== Task brief ==
The listing below is the input. Say how many of its lines contain "FunctionKind", giving the number alone.

(Source material Opens)

use std::fmt;
use std::sync::{Arc, PoisonError, RwLock, Weak};

use crate::expressions::ASTExpression;
use crate::metadata::DeclAttributes;
use crate::statements::ASTBlock;
use crate::types::ASTType;
use crate::{BytePosition, Name, NodeId, Scope, Span};

pub type DeclRef = Arc<ASTDeclaration>;

/// A named entity owned by exactly one enclosing scope.
///
/// The parent link is a weak handle so the tree never forms a reference
/// cycle. Equality is identity.
pub struct ASTDeclaration {
  pub id: NodeId,
  pub name: Name,
  pub span: Span,
  pub kind: ASTDeclarationKind,
  pub attributes: DeclAttributes,
  parent: RwLock<Weak<ASTDeclaration>>,
  scope: Scope,
}

pub enum ASTDeclarationKind {
  Module(ASTModule),
  Variable(ASTVariable),
  Function(ASTFunction),
  Aggregate(ASTAggregate),
  Enum(ASTEnum),
  EnumMember(ASTEnumMember),
}

#[derive(Debug, Clone, PartialEq, Eq)]
pub struct ASTImport {
  pub path: String,
  pub is_public: bool,
}

pub struct ASTModule {
  /// Fully qualified dotted module name.
  pub path: String,
  pub imports: Vec<ASTImport>,
}

pub struct ASTVariable {
  pub ty: Option<ASTType>,
  pub initializer: Option<ASTExpression>,
  pub is_alias: bool,
  pub is_variadic: bool,
}

#[derive(Debug, Clone, Copy, PartialEq, Eq, Hash)]
pub enum FunctionKind {
  Normal,
  Constructor,
  Destructor,
}

pub struct ASTFunction {
  pub template_params: Vec<Arc<ASTTemplateParameter>>,
  pub params: Vec<DeclRef>,
  pub return_type: Option<ASTType>,
  pub body: Option<Arc<ASTBlock>>,
  pub kind: FunctionKind,
}

#[derive(Debug, Clone, Copy, PartialEq, Eq, Hash)]
pub enum AggregateKind {
  Class,
  Struct,
  Union,
  Interface,
  Template,
  MixinTemplate,
}

impl AggregateKind {
  pub fn keyword(&self) -> &'static str {
    match self {
      AggregateKind::Class => "class",
      AggregateKind::Struct => "struct",
      AggregateKind::Union => "union",
      AggregateKind::Interface => "interface",
      AggregateKind::Template => "template",
      AggregateKind::MixinTemplate => "mixin template",
    }
  }
}

pub struct ASTAggregate {
  pub kind: AggregateKind,
  pub template_params: Vec<Arc<ASTTemplateParameter>>,
  pub base_classes: Vec<ASTType>,
}

pub struct ASTEnum {
  pub base: Option<ASTType>,
}

pub struct ASTEnumMember {
  pub initializer: Option<ASTExpression>,
}

/// One parameter of a template declaration.
#[derive(Debug, Clone, PartialEq, Eq)]
pub struct ASTTemplateParameter {
  pub id: NodeId,
  pub name: Name,
  pub span: Span,
  pub kind: ASTTemplateParameterKind,
}

#[derive(Debug, Clone, PartialEq, Eq)]
pub enum ASTTemplateParameterKind {
  Type {
    specialization: Option<ASTType>,
    default: Option<ASTType>,
  },
  Value {
    ty: Option<ASTType>,
    specialization: Option<ASTExpression>,
    default: Option<ASTExpression>,
  },
  Alias {
    specialization: Option<ASTType>,
    default: Option<ASTType>,
  },
  Tuple,
}

impl ASTTemplateParameter {
  pub fn new(
    name: &str,
    kind: ASTTemplateParameterKind,
  ) -> Arc<Self> {
    Arc::new(Self {
      id: NodeId::fresh(),
      name: Name::new(name),
      span: Span::default(),
      kind,
    })
  }

  /// `T`
  pub fn type_param(name: &str) -> Arc<Self> {
    Self::new(
      name,
      ASTTemplateParameterKind::Type {
        specialization: None,
        default: None,
      },
    )
  }

  /// `T : pattern`
  pub fn specialized(
    name: &str,
    specialization: ASTType,
  ) -> Arc<Self> {
    Self::new(
      name,
      ASTTemplateParameterKind::Type {
        specialization: Some(specialization),
        default: None,
      },
    )
  }

  /// `T = default`
  pub fn with_default(
    name: &str,
    default: ASTType,
  ) -> Arc<Self> {
    Self::new(
      name,
      ASTTemplateParameterKind::Type {
        specialization: None,
        default: Some(default),
      },
    )
  }

  /// `ty name`
  pub fn value_param(
    name: &str,
    ty: ASTType,
  ) -> Arc<Self> {
    Self::new(
      name,
      ASTTemplateParameterKind::Value {
        ty: Some(ty),
        specialization: None,
        default: None,
      },
    )
  }

  pub fn tuple(name: &str) -> Arc<Self> {
    Self::new(name, ASTTemplateParameterKind::Tuple)
  }

  pub fn type_specialization(&self) -> Option<&ASTType> {
    match &self.kind {
      ASTTemplateParameterKind::Type { specialization, .. } | ASTTemplateParameterKind::Alias { specialization, .. } => {
        specialization.as_ref()
      },
      _ => None,
    }
  }

  pub fn has_specialization(&self) -> bool {
    match &self.kind {
      ASTTemplateParameterKind::Type { specialization, .. } | ASTTemplateParameterKind::Alias { specialization, .. } => {
        specialization.is_some()
      },
      ASTTemplateParameterKind::Value { specialization, .. } => specialization.is_some(),
      ASTTemplateParameterKind::Tuple => false,
    }
  }

  pub fn has_default(&self) -> bool {
    match &self.kind {
      ASTTemplateParameterKind::Type { default, .. } | ASTTemplateParameterKind::Alias { default, .. } => {
        default.is_some()
      },
      ASTTemplateParameterKind::Value { default, .. } => default.is_some(),
      ASTTemplateParameterKind::Tuple => false,
    }
  }

  pub fn is_type_parameter(&self) -> bool {
    matches!(
      self.kind,
      ASTTemplateParameterKind::Type { .. } | ASTTemplateParameterKind::Alias { .. }
    )
  }
}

(Source material Closes)

== Task result ==
2